La loi renforce la lutte contre la contrefaçon, qui nuit à l’innovation technologique. Les brevets dans les domaines de l’énergie et de l’environnement représentent environ 10% des brevets déposés chaque année. Robin Le Goff, Conseil en Propriété Industrielle, mandataire en brevets Européens et Renaud Chevalier, Associé, Conseil en Propriété Industrielle, mandataire en brevets Européens, expliquent en quoi la loi du 13 mars 2014 renforce la lutte contre la contrefaçon.

Chaque année, les acteurs de l’innovation technologique déposent environ 17.000 brevets français, 61.000 brevets allemands, 150.000 brevets européens et 2,2 millions de brevets dans le reste du monde (données OMPI : WIPI Report 2013). La part des brevets portant sur les technologies liées à l’environnement et aux énergies était d’environ 10% en 2012 et elle augmente chaque année (données OCDE 2011).

Mais cette médaille de l’innovation a un revers coûteux : la contrefaçon. La valeur économique globale de produits contrefaits ou piratés est évaluée à 650 milliards de dollars en 2008 et elle pourrait atteindre 1770 milliards de dollars en 2015 (Rapport BASCAP de la Chambre de Commerce Internationale, basé sur des données OCDE). De plus, les produits contrefaits ou piratés coûteraient plus de 2,5 millions d’emplois aux seuls pays du G20. La contrefaçon affecte notamment les inventions brevetées. »

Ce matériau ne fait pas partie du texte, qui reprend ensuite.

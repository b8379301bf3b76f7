//! Approximation fallback: a complete, self-consistent Panchang day from
//! nothing but the date and local sunrise/sunset.
//!
//! Cycle positions come from day-of-year arithmetic modulo the table
//! lengths and element end times are sunrise plus a date-seeded offset, so
//! the output is stable for a given date but explicitly not authoritative.
//! The one authentically standard algorithm here is the eightfold
//! sunrise-to-sunset division for Rahu Kaal, Gulika Kaal and Yama Ganda.
//!
//! This module must never fail: every branch has a default and the output
//! is always well-formed.

use std::collections::BTreeSet;

use chrono::{Datelike, NaiveDate, Weekday};

use crate::tables;

// ---

/// A half-open local-time window in minutes since midnight. `start` may be
/// negative and `end` may exceed 1439; formatting wraps.
#[derive(Debug, Clone, Copy, PartialEq, Eq)]
pub struct Window {
    pub start: i64,
    pub end: i64,
}

impl Window {
    pub fn format(&self) -> String {
        crate::timeutil::window(self.start, self.end)
    }
}

/// A tagged affliction window before severity derivation.
#[derive(Debug, Clone, PartialEq, Eq)]
pub struct DoshaSpan {
    pub start: i64,
    pub end: i64,
    pub tags: Vec<String>,
}

/// Everything the calculator derives for one day. All times are local
/// minutes since midnight; element end times are unwrapped (they may pass
/// 1440 when a transition falls after midnight).
#[derive(Debug, Clone, PartialEq)]
pub struct CalculatedDay {
    pub sunrise: i64,
    pub sunset: i64,
    pub solar_noon: i64,
    pub moonrise: i64,
    pub moonset: i64,

    pub tithi_index: usize,
    pub tithi_end: i64,
    pub nakshatra_index: usize,
    pub nakshatra_end: i64,
    pub yoga_index: usize,
    pub yoga_end: i64,
    pub karana_index: usize,
    pub karana_end: i64,
    pub rashi_index: usize,

    pub rahu_kaal: Window,
    pub gulika_kaal: Window,
    pub yama_ganda: Window,
    pub abhijit: Window,
    pub brahma_muhurat: Window,
    pub amrit_kaal: Window,

    pub dosha_spans: Vec<DoshaSpan>,
    pub festivals: Vec<String>,
    pub vrats: Vec<String>,

    pub phase: &'static str,
    pub illumination_percent: u8,
    pub masa_index: usize,
    pub ayana: &'static str,
}

// ---

/// Per-month festival candidate lists (Gregorian month, 1-12).
const FESTIVALS_BY_MONTH: [&[&str]; 12] = [
    &["Makar Sankranti", "Pongal"],
    &["Vasant Panchami", "Maha Shivaratri"],
    &["Holi", "Gudi Padwa"],
    &["Ram Navami", "Hanuman Jayanti"],
    &["Akshaya Tritiya", "Buddha Purnima"],
    &["Ganga Dussehra", "Nirjala Ekadashi"],
    &["Guru Purnima", "Rath Yatra"],
    &["Raksha Bandhan", "Janmashtami"],
    &["Ganesh Chaturthi", "Onam"],
    &["Navratri", "Dussehra"],
    &["Diwali", "Chhath Puja"],
    &["Gita Jayanti", "Dattatreya Jayanti"],
];

/// Weekday-indexed vrat names, Sunday first.
const VRAT_BY_WEEKDAY: [&str; 7] = [
    "Ravivar Vrat",
    "Somvar Vrat",
    "Mangalvar Vrat",
    "Budhvar Vrat",
    "Guruvar Vrat",
    "Shukravar Vrat",
    "Shanivar Vrat",
];

/// Rahu Kaal / Gulika Kaal / Yama Ganda segment (0-indexed into the eight
/// equal sunrise-sunset divisions), indexed by weekday with Sunday first.
/// These are the traditional assignments.
const RAHU_SEGMENT: [i64; 7] = [7, 1, 6, 4, 5, 3, 2];
const GULIKA_SEGMENT: [i64; 7] = [6, 5, 4, 3, 2, 1, 0];
const YAMA_SEGMENT: [i64; 7] = [4, 3, 2, 1, 0, 6, 5];

const MOON_PHASES_WAXING: [&str; 4] = [
    "Waxing Crescent",
    "First Quarter",
    "Waxing Gibbous",
    "Full Moon",
];
const MOON_PHASES_WANING: [&str; 4] = [
    "Waning Gibbous",
    "Last Quarter",
    "Waning Crescent",
    "New Moon",
];

// ---

/// Stable date-seeded mixer for pseudo-random-looking but deterministic
/// offsets (splitmix64 finalizer).
fn mix(seed: u64, salt: u64) -> u64 {
    // ---
    let mut x = seed ^ salt.wrapping_mul(0x9E37_79B9_7F4A_7C15);
    x ^= x >> 30;
    x = x.wrapping_mul(0xBF58_476D_1CE4_E5B9);
    x ^= x >> 27;
    x = x.wrapping_mul(0x94D0_49BB_1331_11EB);
    x ^ (x >> 31)
}

fn date_seed(date: NaiveDate) -> u64 {
    (date.year() as u64)
        .wrapping_mul(10_000)
        .wrapping_add(date.month() as u64 * 100)
        .wrapping_add(date.day() as u64)
}

/// Element end time: sunrise plus a seeded offset in [4h, 21h), so some
/// transitions land after midnight and exercise the day-rollover rule.
fn seeded_end(seed: u64, salt: u64, sunrise: i64) -> i64 {
    sunrise + 240 + (mix(seed, salt) % 1020) as i64
}

// ---

/// Derive a full approximate day. Total and deterministic: identical inputs
/// always produce identical output.
pub fn calculate(date: NaiveDate, sunrise_min: u32, sunset_min: u32) -> CalculatedDay {
    // ---
    let seed = date_seed(date);
    let sunrise = sunrise_min as i64;
    // Guard inverted or degenerate inputs so the eightfold division and
    // window math stay well-formed.
    let sunset = (sunset_min as i64).max(sunrise + 8);

    let doy = date.ordinal() as usize; // 1-based day of year
    let dom = date.day() as usize;
    let weekday = date.weekday().num_days_from_sunday() as usize;

    // Cycle positions: day-count arithmetic modulo the table lengths, not
    // true lunar-synodic computation.
    let tithi_index = (doy + dom) % 30;
    let nakshatra_index = doy % 27;
    let yoga_index = (doy + date.month() as usize) % 27;
    // A karana spans half a tithi, so its counter runs twice as fast.
    let karana_index = (2 * (doy + dom)) % 11;
    // The Moon spends roughly 2.25 days per rashi.
    let rashi_index = ((doy as f64) / 2.25) as usize % 12;

    let solar_noon = (sunrise + sunset) / 2;
    let day_len = sunset - sunrise;
    let segment = day_len / 8;

    let eightfold = |idx: i64| Window {
        start: sunrise + idx * segment,
        end: sunrise + (idx + 1) * segment,
    };

    let rahu_kaal = eightfold(RAHU_SEGMENT[weekday]);
    let gulika_kaal = eightfold(GULIKA_SEGMENT[weekday]);
    let yama_ganda = eightfold(YAMA_SEGMENT[weekday]);

    // Abhijit is the midday muhurta: one fifteenth of the day centered on
    // solar noon, so it always sits strictly inside sunrise-sunset.
    let abhijit = Window {
        start: solar_noon - day_len / 30,
        end: solar_noon + day_len / 30,
    };
    let brahma_muhurat = Window {
        start: sunrise - 96,
        end: sunrise - 48,
    };
    let amrit_start = sunrise + (mix(seed, 11) % (day_len.max(49) as u64 - 48)) as i64;
    let amrit_kaal = Window {
        start: amrit_start,
        end: amrit_start + 48,
    };

    // One seeded Dur Muhurat window joins the three eightfold doshas.
    let dur_start = sunrise + (mix(seed, 13) % (day_len.max(49) as u64 - 48)) as i64;
    let dur_muhurat = Window {
        start: dur_start,
        end: dur_start + 48,
    };

    let dosha_spans = merge_dosha_spans(vec![
        (rahu_kaal, "rahu kaal"),
        (gulika_kaal, "gulika kaal"),
        (yama_ganda, "yama ganda"),
        (dur_muhurat, "dur muhurat"),
    ]);

    // The Moon rises ~48 minutes later each tithi.
    let moonrise = (sunrise + 48 * tithi_index as i64).rem_euclid(1440);
    let moonset = (moonrise + 720).rem_euclid(1440);

    let (phase, illumination_percent) = moon_phase(tithi_index);

    let masa_index = (date.month() as usize + 9) % 12;
    // Uttarayana runs roughly mid-January to mid-July.
    let ayana = if (14..196).contains(&(date.ordinal() as i32)) {
        "Uttarayana"
    } else {
        "Dakshinayana"
    };

    let festivals = pick_festivals(date, seed);
    let vrats = pick_vrats(date.weekday(), tithi_index);

    CalculatedDay {
        sunrise,
        sunset,
        solar_noon,
        moonrise,
        moonset,
        tithi_index,
        tithi_end: seeded_end(seed, 1, sunrise),
        nakshatra_index,
        nakshatra_end: seeded_end(seed, 2, sunrise),
        yoga_index,
        yoga_end: seeded_end(seed, 3, sunrise),
        karana_index,
        karana_end: seeded_end(seed, 4, sunrise),
        rashi_index,
        rahu_kaal,
        gulika_kaal,
        yama_ganda,
        abhijit,
        brahma_muhurat,
        amrit_kaal,
        dosha_spans,
        festivals,
        vrats,
        phase,
        illumination_percent,
        masa_index,
        ayana,
    }
}

// ---

/// Moon phase name and illumination percentage from the tithi position.
/// Positions 0-14 wax from new toward full, 15-29 wane back.
fn moon_phase(tithi_index: usize) -> (&'static str, u8) {
    // ---
    let i = tithi_index % 30;
    if i < 15 {
        let illum = ((i + 1) as f64 / 15.0 * 100.0).round() as u8;
        let phase = if i == 14 {
            "Full Moon"
        } else {
            MOON_PHASES_WAXING[i / 5]
        };
        (phase, illum.min(100))
    } else {
        let illum = ((29 - i) as f64 / 15.0 * 100.0).round() as u8;
        let phase = if i == 29 {
            "New Moon"
        } else {
            MOON_PHASES_WANING[(i - 15) / 5]
        };
        (phase, illum.min(100))
    }
}

/// Sort raw windows by start and coalesce overlaps, unioning tags, so the
/// resulting sequence is non-overlapping by construction.
fn merge_dosha_spans(raw: Vec<(Window, &str)>) -> Vec<DoshaSpan> {
    // ---
    let mut spans: Vec<DoshaSpan> = raw
        .into_iter()
        .map(|(w, tag)| DoshaSpan {
            start: w.start,
            end: w.end,
            tags: vec![tag.to_string()],
        })
        .collect();
    spans.sort_by_key(|s| (s.start, s.end));

    let mut merged: Vec<DoshaSpan> = Vec::with_capacity(spans.len());
    for span in spans {
        match merged.last_mut() {
            Some(last) if span.start < last.end => {
                last.end = last.end.max(span.end);
                for tag in span.tags {
                    if !last.tags.contains(&tag) {
                        last.tags.push(tag);
                    }
                }
            }
            _ => merged.push(span),
        }
    }
    merged
}

/// Seeded pick from the month's candidate list. Not the real religious
/// calendar; the tithi-driven observances below are the honest part.
fn pick_festivals(date: NaiveDate, seed: u64) -> Vec<String> {
    // ---
    let candidates = FESTIVALS_BY_MONTH[(date.month() - 1) as usize];
    let mut out = BTreeSet::new();
    for (i, name) in candidates.iter().enumerate() {
        if mix(seed, 100 + i as u64) % 2 == 0 {
            out.insert(name.to_string());
        }
    }
    // Never an empty list: keep at least the month's first candidate.
    if out.is_empty() {
        out.insert(candidates[0].to_string());
    }
    out.into_iter().collect()
}

/// Weekday vrat plus the tithi-bound observances.
fn pick_vrats(weekday: Weekday, tithi_index: usize) -> Vec<String> {
    // ---
    let mut out = BTreeSet::new();
    out.insert(VRAT_BY_WEEKDAY[weekday.num_days_from_sunday() as usize].to_string());

    match tithi_index % 15 {
        3 => {
            out.insert("Sankashti Chaturthi".to_string());
        }
        10 => {
            out.insert("Ekadashi Vrat".to_string());
        }
        12 => {
            out.insert("Pradosh Vrat".to_string());
        }
        _ => {}
    }
    if tithi_index % 30 == 14 {
        out.insert("Purnima Vrat".to_string());
    }
    if tithi_index % 30 == 29 {
        out.insert("Amavasya Vrat".to_string());
    }

    out.into_iter().collect()
}

#[cfg(test)]
mod tests {
    // ---
    use super::*;

    fn day(y: i32, m: u32, d: u32) -> NaiveDate {
        NaiveDate::from_ymd_opt(y, m, d).unwrap()
    }

    #[test]
    fn identical_inputs_give_identical_output() {
        // ---
        let a = calculate(day(2025, 6, 22), 324, 1161);
        let b = calculate(day(2025, 6, 22), 324, 1161);
        assert_eq!(a, b);
    }

    #[test]
    fn different_dates_move_the_cycles() {
        // ---
        let a = calculate(day(2025, 6, 22), 324, 1161);
        let b = calculate(day(2025, 6, 23), 324, 1161);
        assert_ne!(a.tithi_index, b.tithi_index);
        assert_ne!(a.nakshatra_index, b.nakshatra_index);
    }

    #[test]
    fn abhijit_is_centered_inside_the_day() {
        // ---
        // Short winter day, long summer day, and a near-equinox day.
        for (sunrise, sunset) in [(430u32, 1030u32), (324, 1161), (360, 1080)] {
            let c = calculate(day(2025, 3, 15), sunrise, sunset);
            assert!(c.abhijit.start > c.sunrise);
            assert!(c.abhijit.end < c.sunset);
            let center = (c.abhijit.start + c.abhijit.end) / 2;
            assert!((center - c.solar_noon).abs() <= 1);
        }
    }

    #[test]
    fn eightfold_windows_sit_inside_the_day() {
        // ---
        for d in 1..=28 {
            let c = calculate(day(2025, 2, d), 400, 1100);
            for w in [c.rahu_kaal, c.gulika_kaal, c.yama_ganda] {
                assert!(w.start >= c.sunrise && w.end <= c.sunset);
                assert_eq!(w.end - w.start, (c.sunset - c.sunrise) / 8);
            }
        }
    }

    #[test]
    fn rahu_kaal_follows_the_weekday_table() {
        // ---
        // 2025-06-22 is a Sunday: Rahu Kaal is the eighth segment.
        let c = calculate(day(2025, 6, 22), 320, 1120);
        let segment = (c.sunset - c.sunrise) / 8;
        assert_eq!(c.rahu_kaal.start, c.sunrise + 7 * segment);
        // 2025-06-23 is a Monday: second segment.
        let c = calculate(day(2025, 6, 23), 320, 1120);
        assert_eq!(c.rahu_kaal.start, c.sunrise + segment);
    }

    #[test]
    fn brahma_muhurat_precedes_sunrise() {
        // ---
        let c = calculate(day(2025, 6, 22), 324, 1161);
        assert_eq!(c.brahma_muhurat.start, c.sunrise - 96);
        assert_eq!(c.brahma_muhurat.end, c.sunrise - 48);
        // Early sunrise pushes the window across midnight; formatting wraps.
        let c = calculate(day(2025, 6, 22), 30, 800);
        assert!(c.brahma_muhurat.start < 0);
        assert_eq!(c.brahma_muhurat.format().len(), "HH:MM - HH:MM".len());
    }

    #[test]
    fn dosha_spans_are_sorted_and_disjoint() {
        // ---
        for d in 1..=28 {
            let c = calculate(day(2024, 7, d), 340, 1120);
            assert!(!c.dosha_spans.is_empty());
            for pair in c.dosha_spans.windows(2) {
                assert!(pair[0].start <= pair[1].start);
                assert!(pair[0].end <= pair[1].start, "overlap on day {d}");
            }
            for span in &c.dosha_spans {
                assert!(!span.tags.is_empty());
            }
        }
    }

    #[test]
    fn merged_spans_union_tags() {
        // ---
        let merged = merge_dosha_spans(vec![
            (Window { start: 100, end: 200 }, "rahu kaal"),
            (Window { start: 150, end: 260 }, "dur muhurat"),
            (Window { start: 400, end: 450 }, "yama ganda"),
        ]);
        assert_eq!(merged.len(), 2);
        assert_eq!(merged[0].start, 100);
        assert_eq!(merged[0].end, 260);
        assert_eq!(merged[0].tags, vec!["rahu kaal", "dur muhurat"]);
        assert_eq!(merged[1].tags, vec!["yama ganda"]);
    }

    #[test]
    fn moon_phase_tracks_the_tithi_cycle() {
        // ---
        assert_eq!(moon_phase(14), ("Full Moon", 100));
        assert_eq!(moon_phase(29).0, "New Moon");
        assert_eq!(moon_phase(29).1, 0);
        let (phase, illum) = moon_phase(2);
        assert_eq!(phase, "Waxing Crescent");
        assert_eq!(illum, 20);
    }

    #[test]
    fn vrats_and_festivals_are_never_empty() {
        // ---
        for m in 1..=12 {
            let c = calculate(day(2025, m, 10), 360, 1100);
            assert!(!c.festivals.is_empty());
            assert!(!c.vrats.is_empty());
        }
    }
}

 Une amélioration de la protection de la propriété intellectuelle

La loi renforçant la lutte contre la contrefaçon est entrée en vigueur le 13 mars 2014 en France. Auparavant, la contrefaçon a souvent été considérée comme lucrative malgré les mesures de réparation. La nouvelle loi va significativement améliorer la protection de la Propriété Intellectuelle en France. En particulier, cette nouvelle loi renforce considérablement les droits des brevetés, notamment en augmentant significativement les dommages et intérêts que devront supporter les contrefacteurs, au moyen des trois mesures suivantes.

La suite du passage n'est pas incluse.